Origami Day

Origami Day occurs annually on 11 November to to commemorate American origami pioneer Lillian Oppenheimer Who popularized origami in the West during the 1950s, and is credited with popularizing the Japanese term origami in English-speaking circles. Oppenheimer was born to a Jewish family of Austrian, Hungarian, and Czech origin, the daughter of Bernard Vorhaus, an attorney who made a living importing furs. Oppenheimer is the mother of William, Molly, Rosaly, Martin, and Joseph. The three sons were all prominent mathematicians which may have inspired Lilian to apply these mathmatical principals to folding paper in order to create exact geometric shapes.

Origami (折り紙, comes from the word ori meaning “folding”, and kami meaning “paper” (kami changes to gami due to rendaku)) is the art of paper folding, which is often associated with Japanese culture. In modern usage, the word “origami” is used as an inclusive term for all folding practices, regardless of their culture of origin. The goal is to transform a flat square sheet of paper into a finished sculpture through folding and sculpting techniques. Modern origami practitioners generally discourage the use of cuts, glue, or markings on the paper. Origami folders often use the Japanese word kirigami to refer to designs which use cuts, although cutting is more characteristic of Chinese papercrafts.

The small number of basic origami folds can be combined in a variety of ways to make intricate designs. The best-known origami model is the Japanese paper crane. In general, these designs begin with a square sheet of paper whose sides may be of different colors, prints, or patterns. Traditional Japanese origami, which has been practiced since the Edo period (1603–1867), has often been less strict about these conventions, sometimes cutting the paper or using nonsquare shapes to start with. The principles of origami are also used in stents, packaging and other engineering applications.

The art of folding paper has accompanied traditions and celebrations of every kind, including funerals, birthdays, and more. The first actual reference to a paper model is in a poem, which somehow seems appropriate given that such things are traditionally written on paper. In that poem, a butterfly design was referenced in connection to Shinto weddings, but that’s just one of many ways that these designs were used.

In Europe, it was napkin folding that was all the rage, a tradition which was abundant during the 17th and 18th centuries as a sign of being a good host or hostess. Sadly, this particular tradition was going to fade out and become nearly forgotten until recently, when it’s beginning to see something of a resurgence. When Japan opened its borders in the late 1800’s, they started incorporating German paper folding techniques and the two techniques were combined. Recently Origami has been used as a beacon of hope, with the tradition of folding a thousand cranes being done for people who are in the hospital fighting cancer.

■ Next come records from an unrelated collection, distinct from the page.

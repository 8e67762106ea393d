//! Core IS-MCTS search algorithm.
//!
//! Every simulation starts from a fresh determinization of the root
//! information set and walks down the game, looking nodes up by
//! information-set key. Each decision level expands at most one action and
//! credits at most one action on the way back up.

use std::time::Instant;

use log::{debug, warn};

use crate::core::{PlayerId, SearchRng};
use crate::error::{ISMCTSError, Result};
use crate::evaluator::Evaluator;
use crate::game::{GameState, Resampler, Turn};

use super::config::{ActionSetMode, ISMCTSConfig, InfoKeySource};
use super::node::{ISMCTSNode, InfoSetKey, NodeId};
use super::policy::{extract_policy, ActionPolicy};
use super::sampler::RootSampleCache;
use super::select::{check_expand, select_action_tree_policy};
use super::stats::SearchStats;
use super::store::{InfoSetStore, PRIOR_TOLERANCE};

/// Information-Set MCTS engine.
///
/// Generic over the game state and the evaluator. Owns the configuration,
/// the random source and the information-set store of the last search.
pub struct ISMCTSSearch<S: GameState, E: Evaluator<S>> {
    /// Prior and value estimator.
    evaluator: E,

    /// Search configuration.
    config: ISMCTSConfig,

    /// RNG for determinization, expansion and tie-breaking.
    rng: SearchRng,

    /// Overrides `GameState::resample_from_infostate` when set.
    resampler: Option<Box<dyn Resampler<S>>>,

    /// Nodes of the last search.
    store: InfoSetStore<S::Action>,

    /// Root key of the last search.
    root_key: Option<InfoSetKey>,

    /// Search statistics.
    stats: SearchStats,
}

impl<S: GameState, E: Evaluator<S>> ISMCTSSearch<S, E> {
    /// Create a new engine seeded from `config.seed`.
    pub fn new(evaluator: E, config: ISMCTSConfig) -> Self {
        let rng = SearchRng::new(config.seed);

        Self {
            evaluator,
            config,
            rng,
            resampler: None,
            store: InfoSetStore::new(),
            root_key: None,
            stats: SearchStats::default(),
        }
    }

    /// Use an existing random source instead of one seeded from the config.
    pub fn with_rng(mut self, rng: SearchRng) -> Self {
        self.rng = rng;
        self
    }

    /// Determinize with `resampler` instead of the game's own resampling.
    pub fn with_resampler<R: Resampler<S> + 'static>(mut self, resampler: R) -> Self {
        self.resampler = Some(Box::new(resampler));
        self
    }

    /// Replace (or remove) the injected resampler.
    pub fn set_resampler(&mut self, resampler: Option<Box<dyn Resampler<S>>>) {
        self.resampler = resampler;
    }

    /// Run a search from `state` and return the resulting policy.
    ///
    /// Terminal states and states without legal actions yield an empty
    /// policy; a single legal action is returned with probability 1
    /// without searching.
    pub fn run_search(&mut self, state: &S) -> Result<ActionPolicy<S::Action>> {
        self.config.validate()?;

        let start = Instant::now();
        self.stats.reset();
        self.store.clear();
        self.root_key = None;

        if state.has_perfect_information() {
            warn!("running IS-MCTS on a perfect-information game");
        }

        let player = match state.current_player() {
            Turn::Terminal => return Ok(ActionPolicy::empty()),
            Turn::Player(p) => p,
            Turn::Chance => {
                return Err(ISMCTSError::StateProtocol(
                    "search root must be a decision node, got a chance node".into(),
                ))
            }
        };

        let legal = state.legal_actions();
        match legal.as_slice() {
            [] => return Ok(ActionPolicy::empty()),
            [only] => return Ok(ActionPolicy::certain(only.clone())),
            _ => {}
        }

        let root_key = info_key(state, player, self.config.info_key_source);
        debug!(
            "search start: {root_key}, {} legal actions, {} simulations",
            legal.len(),
            self.config.max_simulations
        );

        let root_id = {
            let mut ctx = SearchContext {
                config: &self.config,
                evaluator: &self.evaluator,
                resampler: self.resampler.as_deref(),
                rng: &mut self.rng,
                stats: &mut self.stats,
                store: &mut self.store,
                samples: RootSampleCache::new(self.config.max_world_samples),
            };

            let root_id = ctx.lookup_or_create(root_key.clone(), state)?;

            for sim in 0..ctx.config.max_simulations {
                ctx.stats.iterations += 1;

                let sampled = ctx.samples.sample_root(state, ctx.resampler, ctx.rng)?;
                if ctx.config.check_determinizations {
                    ctx.check_determinization(&sampled, player, &root_key);
                }

                match ctx.simulate(sampled, 0) {
                    Ok(_) => {}
                    Err(e) if e.is_recoverable() => {
                        warn!("simulation {} skipped: {e}", sim + 1);
                        ctx.stats.failed_simulations += 1;
                    }
                    Err(e) => return Err(e),
                }
            }

            root_id
        };

        self.stats.time_us = start.elapsed().as_micros() as u64;

        let root = self.store.get(root_id);
        let policy = match self.config.action_set_mode {
            ActionSetMode::Strict => extract_policy(root, &legal, self.config.final_policy),
            ActionSetMode::Tolerant => {
                extract_policy(&root.filter_legal(&legal), &legal, self.config.final_policy)
            }
        };

        debug!(
            "search done: {} iterations ({} failed), {} nodes, root visits {}, {}us",
            self.stats.iterations,
            self.stats.failed_simulations,
            self.store.len(),
            root.visits(),
            self.stats.time_us
        );

        self.root_key = Some(root_key);
        Ok(policy)
    }

    /// Search, then sample an action from the resulting policy.
    ///
    /// Returns `None` when the policy is empty.
    pub fn step(&mut self, state: &S) -> Result<Option<S::Action>> {
        self.step_with_policy(state).map(|(_, action)| action)
    }

    /// Search and return both the policy and an action sampled from it.
    pub fn step_with_policy(
        &mut self,
        state: &S,
    ) -> Result<(ActionPolicy<S::Action>, Option<S::Action>)> {
        let policy = self.run_search(state)?;
        let action = policy.sample(&mut self.rng).cloned();
        Ok((policy, action))
    }

    /// Get search statistics of the last search.
    #[must_use]
    pub fn stats(&self) -> &SearchStats {
        &self.stats
    }

    /// Get the information-set store of the last search.
    #[must_use]
    pub fn store(&self) -> &InfoSetStore<S::Action> {
        &self.store
    }

    /// Root node of the last search, if it ran any simulations.
    #[must_use]
    pub fn root_node(&self) -> Option<&ISMCTSNode<S::Action>> {
        let key = self.root_key.as_ref()?;
        self.store.lookup(key).map(|id| self.store.get(id))
    }

    /// Get the configuration.
    #[must_use]
    pub fn config(&self) -> &ISMCTSConfig {
        &self.config
    }

    /// Get the evaluator.
    #[must_use]
    pub fn evaluator(&self) -> &E {
        &self.evaluator
    }
}

/// Information-set key of `state` for `player`.
pub fn info_key<S: GameState>(state: &S, player: PlayerId, source: InfoKeySource) -> InfoSetKey {
    let info = match source {
        InfoKeySource::InformationState => state.information_state_string(player),
        InfoKeySource::Observation => state.observation_string(player),
    };
    InfoSetKey::new(player, info)
}

/// Borrowed view of the engine for the duration of one `run_search`.
struct SearchContext<'a, S: GameState, E> {
    config: &'a ISMCTSConfig,
    evaluator: &'a E,
    resampler: Option<&'a dyn Resampler<S>>,
    rng: &'a mut SearchRng,
    stats: &'a mut SearchStats,
    store: &'a mut InfoSetStore<S::Action>,
    samples: RootSampleCache<S>,
}

impl<S: GameState, E: Evaluator<S>> SearchContext<'_, S, E> {
    fn lookup_or_create(&mut self, key: InfoSetKey, state: &S) -> Result<NodeId> {
        let before = self.store.len();
        let id = self.store.lookup_or_create(key, state, self.evaluator)?;
        if self.store.len() > before {
            self.stats.nodes_created += 1;
        }
        Ok(id)
    }

    fn check_determinization(&self, sampled: &S, player: PlayerId, root_key: &InfoSetKey) {
        let key = info_key(sampled, player, self.config.info_key_source);
        if &key != root_key {
            warn!("determinization changed the root key: {root_key} became {key}");
        }
    }

    /// One simulation step from `state`, returning per-player returns.
    fn simulate(&mut self, mut state: S, depth: u16) -> Result<Vec<f64>> {
        match state.current_player() {
            Turn::Terminal => checked_returns(state.returns(), state.num_players()),
            Turn::Chance => {
                let outcomes = state.chance_outcomes();
                if outcomes.is_empty() {
                    warn!("chance node without outcomes, treating as a zero-return leaf");
                    return Ok(vec![0.0; state.num_players()]);
                }

                let weights = chance_weights(&outcomes)?;
                let idx = self.rng.choose_weighted(&weights).ok_or_else(|| {
                    ISMCTSError::Simulation("chance outcomes carry no probability mass".into())
                })?;
                self.stats.chance_samples += 1;

                state.apply_action(&outcomes[idx].0);
                self.simulate(state, depth)
            }
            Turn::Player(player) => self.simulate_decision(state, player, depth),
        }
    }

    fn simulate_decision(
        &mut self,
        mut state: S,
        player: PlayerId,
        depth: u16,
    ) -> Result<Vec<f64>> {
        let depth = depth.saturating_add(1);
        self.stats.max_depth = self.stats.max_depth.max(depth);

        let legal = state.legal_actions();
        if legal.is_empty() {
            warn!("{player} has no legal actions at a non-terminal state");
            return Ok(vec![0.0; state.num_players()]);
        }

        let key = info_key(&state, player, self.config.info_key_source);
        let id = self.lookup_or_create(key, &state)?;

        // First visit: estimate this node and stop here
        if self.store.get(id).is_unexpanded() {
            self.store.get_mut(id).total_visits = Some(0);
            let returns = self.leaf_value(&state)?;
            self.store.get_mut(id).backpropagate(None, 0.0);
            return Ok(returns);
        }

        let mode = self.config.action_set_mode;
        let (action, returns) = match check_expand(self.store.get(id), &legal, mode, self.rng) {
            Some(action) => {
                self.store.get_mut(id).expand(&action);
                self.stats.expansions += 1;
                state.apply_action(&action);
                let returns = self.leaf_value(&state)?;
                (action, returns)
            }
            None => {
                let node = self.store.get_mut(id);
                let action = select_action_tree_policy(node, &legal, self.config, self.rng)?;
                state.apply_action(&action);
                let returns = self.simulate(state, depth)?;
                (action, returns)
            }
        };

        let value = player.value_in(&returns).ok_or_else(|| {
            ISMCTSError::StateProtocol(format!(
                "returns vector of length {} has no entry for {player}",
                returns.len()
            ))
        })?;
        self.store.get_mut(id).backpropagate(Some(&action), value);

        Ok(returns)
    }

    /// Value of a freshly reached state: terminal returns or an evaluation.
    fn leaf_value(&mut self, state: &S) -> Result<Vec<f64>> {
        let num_players = state.num_players();
        if state.is_terminal() {
            return checked_returns(state.returns(), num_players);
        }

        self.stats.evaluations += 1;
        let values = self.evaluator.evaluate(state, self.rng)?;
        if values.len() < num_players {
            return Err(ISMCTSError::Simulation(format!(
                "evaluator returned {} values for {num_players} players",
                values.len()
            )));
        }
        Ok(values)
    }
}

fn checked_returns(returns: Vec<f64>, num_players: usize) -> Result<Vec<f64>> {
    if returns.len() < num_players {
        return Err(ISMCTSError::StateProtocol(format!(
            "returns vector has {} entries for {num_players} players",
            returns.len()
        )));
    }
    Ok(returns)
}

/// Validated chance weights; off-by-tolerance sums are renormalized.
fn chance_weights<A>(outcomes: &[(A, f64)]) -> Result<Vec<f64>> {
    if let Some((_, bad)) = outcomes.iter().find(|(_, p)| !p.is_finite() || *p < 0.0) {
        return Err(ISMCTSError::Simulation(format!(
            "chance probability {bad} is not a finite non-negative number"
        )));
    }

    let sum: f64 = outcomes.iter().map(|(_, p)| p).sum();
    if sum <= 0.0 {
        return Err(ISMCTSError::Simulation(
            "chance outcome probabilities sum to zero".into(),
        ));
    }

    let mut weights: Vec<f64> = outcomes.iter().map(|(_, p)| *p).collect();
    if (sum - 1.0).abs() > PRIOR_TOLERANCE {
        warn!("chance outcome probabilities sum to {sum}, renormalizing");
        for w in weights.iter_mut() {
            *w /= sum;
        }
    }
    Ok(weights)
}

Oppenheimer’s use of the word Origami gradually supplanted the literal translation of paper folding that had been used earlier. In the 1960s she co-wrote several popular books on origami with Shari Lewis. Lillian Oppenheimer also ran an informal group of dedicated folders in the New York City area, and in 1978 she co-founded, with Alice Gray and Michael Shall, the non-profit Friends of the Origami Center. After Oppenheimer’s death, it was renamed OrigamiUSA. As of 2016 it is the largest origami organization in the United States.